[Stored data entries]
==============================
//! Runtime configuration validation
//!
//! Validation runs against a whole candidate record, never a single section,
//! because some rules (the MCB guard needing a current sensor) span sections.
//! Every failing field is reported, not just the first one.

use serde::{Serialize, Serializer};
use std::fmt;

use super::record::{Backend, RuntimeConfig};

/// Upper bound for `dc.pwm`.
pub const MAX_PWM_DUTY: u32 = 100;

/// Why a field was rejected.
#[derive(Debug, Clone, PartialEq, thiserror::Error)]
pub enum RejectReason {
    /// Backend name is not one of AC, DC, Supercap
    #[error("unknown backend '{0}'")]
    UnknownBackend(String),
    /// NaN or infinite
    #[error("must be finite, got {0}")]
    NotFinite(f32),
    /// Zero or negative where strictly positive is required
    #[error("must be greater than 0, got {0}")]
    NotPositive(f32),
    /// Negative where non-negative is required
    #[error("must not be negative, got {0}")]
    Negative(f32),
    /// PWM duty outside 0-100
    #[error("pwm out of range: {0} (must be 0-{max})", max = MAX_PWM_DUTY)]
    PwmOutOfRange(u32),
    /// Cooldown shorter than settle time
    #[error("retrigger cooldown {retrig_ms} ms is shorter than settle time {settle_ms} ms")]
    CooldownBeforeSettle { settle_ms: u32, retrig_ms: u32 },
    /// MCB guard enabled without any current sensor
    #[error("guard unsatisfiable: mcb_guard needs acs712, ina219 or ads1115 enabled")]
    GuardUnsatisfiable,
}

/// A single rejected field.
#[derive(Debug, Clone, PartialEq, Serialize)]
pub struct Rejection {
    /// Wire path of the field, e.g. `guards.v_cutoff`
    pub field: &'static str,
    /// Reason, serialized as its message
    #[serde(serialize_with = "serialize_display")]
    pub reason: RejectReason,
}

impl Rejection {
    fn new(field: &'static str, reason: RejectReason) -> Self {
        Self { field, reason }
    }
}

impl fmt::Display for Rejection {
    fn fmt(&self, f: &mut fmt::Formatter<'_>) -> fmt::Result {
        write!(f, "{}: {}", self.field, self.reason)
    }
}

fn serialize_display<S, T>(value: &T, serializer: S) -> Result<S::Ok, S::Error>
where
    S: Serializer,
    T: fmt::Display,
{
    serializer.collect_str(value)
}

/// Non-empty list of rejected fields.
#[derive(Debug, Clone, PartialEq, thiserror::Error)]
#[error("configuration rejected: {}", join(.0))]
pub struct ValidationErrors(pub Vec<Rejection>);

impl ValidationErrors {
    /// Rejected fields.
    pub fn rejections(&self) -> &[Rejection] {
        &self.0
    }

    /// Whether `field` is among the rejected fields.
    pub fn contains_field(&self, field: &str) -> bool {
        self.0.iter().any(|r| r.field == field)
    }
}

fn join(rejections: &[Rejection]) -> String {
    rejections
        .iter()
        .map(ToString::to_string)
        .collect::<Vec<_>>()
        .join("; ")
}

/// Resolve a backend name from a request, rejecting unknown names.
pub fn parse_backend(name: &str) -> Result<Backend, ValidationErrors> {
    name.parse::<Backend>().map_err(|_| {
        ValidationErrors(vec![Rejection::new(
            "backend",
            RejectReason::UnknownBackend(name.to_string()),
        )])
    })
}

fn check_positive(errors: &mut Vec<Rejection>, field: &'static str, value: f32) {
    if !value.is_finite() {
        errors.push(Rejection::new(field, RejectReason::NotFinite(value)));
    } else if value <= 0.0 {
        errors.push(Rejection::new(field, RejectReason::NotPositive(value)));
    }
}

fn check_non_negative(errors: &mut Vec<Rejection>, field: &'static str, value: f32) {
    if !value.is_finite() {
        errors.push(Rejection::new(field, RejectReason::NotFinite(value)));
    } else if value < 0.0 {
        errors.push(Rejection::new(field, RejectReason::Negative(value)));
    }
}

/// Validate a complete candidate record.
///
/// Pure: the candidate is only read.
///
/// # Errors
///
/// Returns every rejected field if any rule fails.
pub fn validate(config: &RuntimeConfig) -> Result<(), ValidationErrors> {
    let mut errors = Vec::new();

    // Guards apply regardless of backend
    check_positive(&mut errors, "guards.v_cutoff", config.guards.voltage_cutoff_v);
    check_positive(&mut errors, "guards.i_guard", config.guards.current_guard_a);
    if config.guards.mcb_guard_enabled && !config.sensors.has_current_sense() {
        errors.push(Rejection::new(
            "guards.mcb_guard",
            RejectReason::GuardUnsatisfiable,
        ));
    }

    // Inactive backend groups are retained, so they are checked too
    check_non_negative(&mut errors, "dc.i_limit", config.dc.current_limit_amps);
    if config.dc.pwm_duty > MAX_PWM_DUTY {
        errors.push(Rejection::new(
            "dc.pwm",
            RejectReason::PwmOutOfRange(config.dc.pwm_duty),
        ));
    }
    check_non_negative(&mut errors, "sc.joule", config.supercap.energy_limit_joules);

    let aut = &config.auto_trigger;
    check_non_negative(&mut errors, "aut.i_thresh_arms", aut.current_threshold_arms);
    check_non_negative(&mut errors, "aut.v_cutin_vrms", aut.voltage_cutin_vrms);
    if aut.retrigger_cooldown_ms < aut.settle_ms {
        errors.push(Rejection::new(
            "aut.retrig_ms",
            RejectReason::CooldownBeforeSettle {
                settle_ms: aut.settle_ms,
                retrig_ms: aut.retrigger_cooldown_ms,
            },
        ));
    }

    if errors.is_empty() {
        Ok(())
    } else {
        Err(ValidationErrors(errors))
    }
}

/// Non-blocking observation about a valid record.
#[derive(Debug, Clone, Copy, PartialEq, Eq, Serialize)]
#[serde(rename_all = "snake_case")]
pub enum Advisory {
    /// AC backend active without the zmpt voltage sensor
    AcWithoutVoltageSense,
    /// DC or supercap backend active without ina219 or ads1115
    DcWithoutSense,
}

impl fmt::Display for Advisory {
    fn fmt(&self, f: &mut fmt::Formatter<'_>) -> fmt::Result {
        match self {
            Advisory::AcWithoutVoltageSense => {
                f.write_str("AC backend is active but zmpt voltage sensing is disabled")
            }
            Advisory::DcWithoutSense => f.write_str(
                "DC/Supercap backend is active but neither ina219 nor ads1115 is enabled",
            ),
        }
    }
}

/// Sensor coverage advisories for the active backend.
pub fn advisories(config: &RuntimeConfig) -> Vec<Advisory> {
    let sensors = &config.sensors;
    let mut out = Vec::new();
    match config.backend {
        Backend::Ac => {
            if !sensors.zmpt {
                out.push(Advisory::AcWithoutVoltageSense);
            }
        }
        Backend::Dc | Backend::Supercap => {
            if !sensors.ina219 && !sensors.ads1115 {
                out.push(Advisory::DcWithoutSense);
            }
        }
    }
    out
}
==============================
EXERCISE AIM —
Your answer should consist solely of the lines above from the line with "be greater than" to the line with "pub struct Rejection", both included, reproduced exactly.

SOLVED EXERCISE —
    #[error("must be greater than 0, got {0}")]
    NotPositive(f32),
    /// Negative where non-negative is required
    #[error("must not be negative, got {0}")]
    Negative(f32),
    /// PWM duty outside 0-100
    #[error("pwm out of range: {0} (must be 0-{max})", max = MAX_PWM_DUTY)]
    PwmOutOfRange(u32),
    /// Cooldown shorter than settle time
    #[error("retrigger cooldown {retrig_ms} ms is shorter than settle time {settle_ms} ms")]
    CooldownBeforeSettle { settle_ms: u32, retrig_ms: u32 },
    /// MCB guard enabled without any current sensor
    #[error("guard unsatisfiable: mcb_guard needs acs712, ina219 or ads1115 enabled")]
    GuardUnsatisfiable,
}

/// A single rejected field.
#[derive(Debug, Clone, PartialEq, Serialize)]
pub struct Rejection {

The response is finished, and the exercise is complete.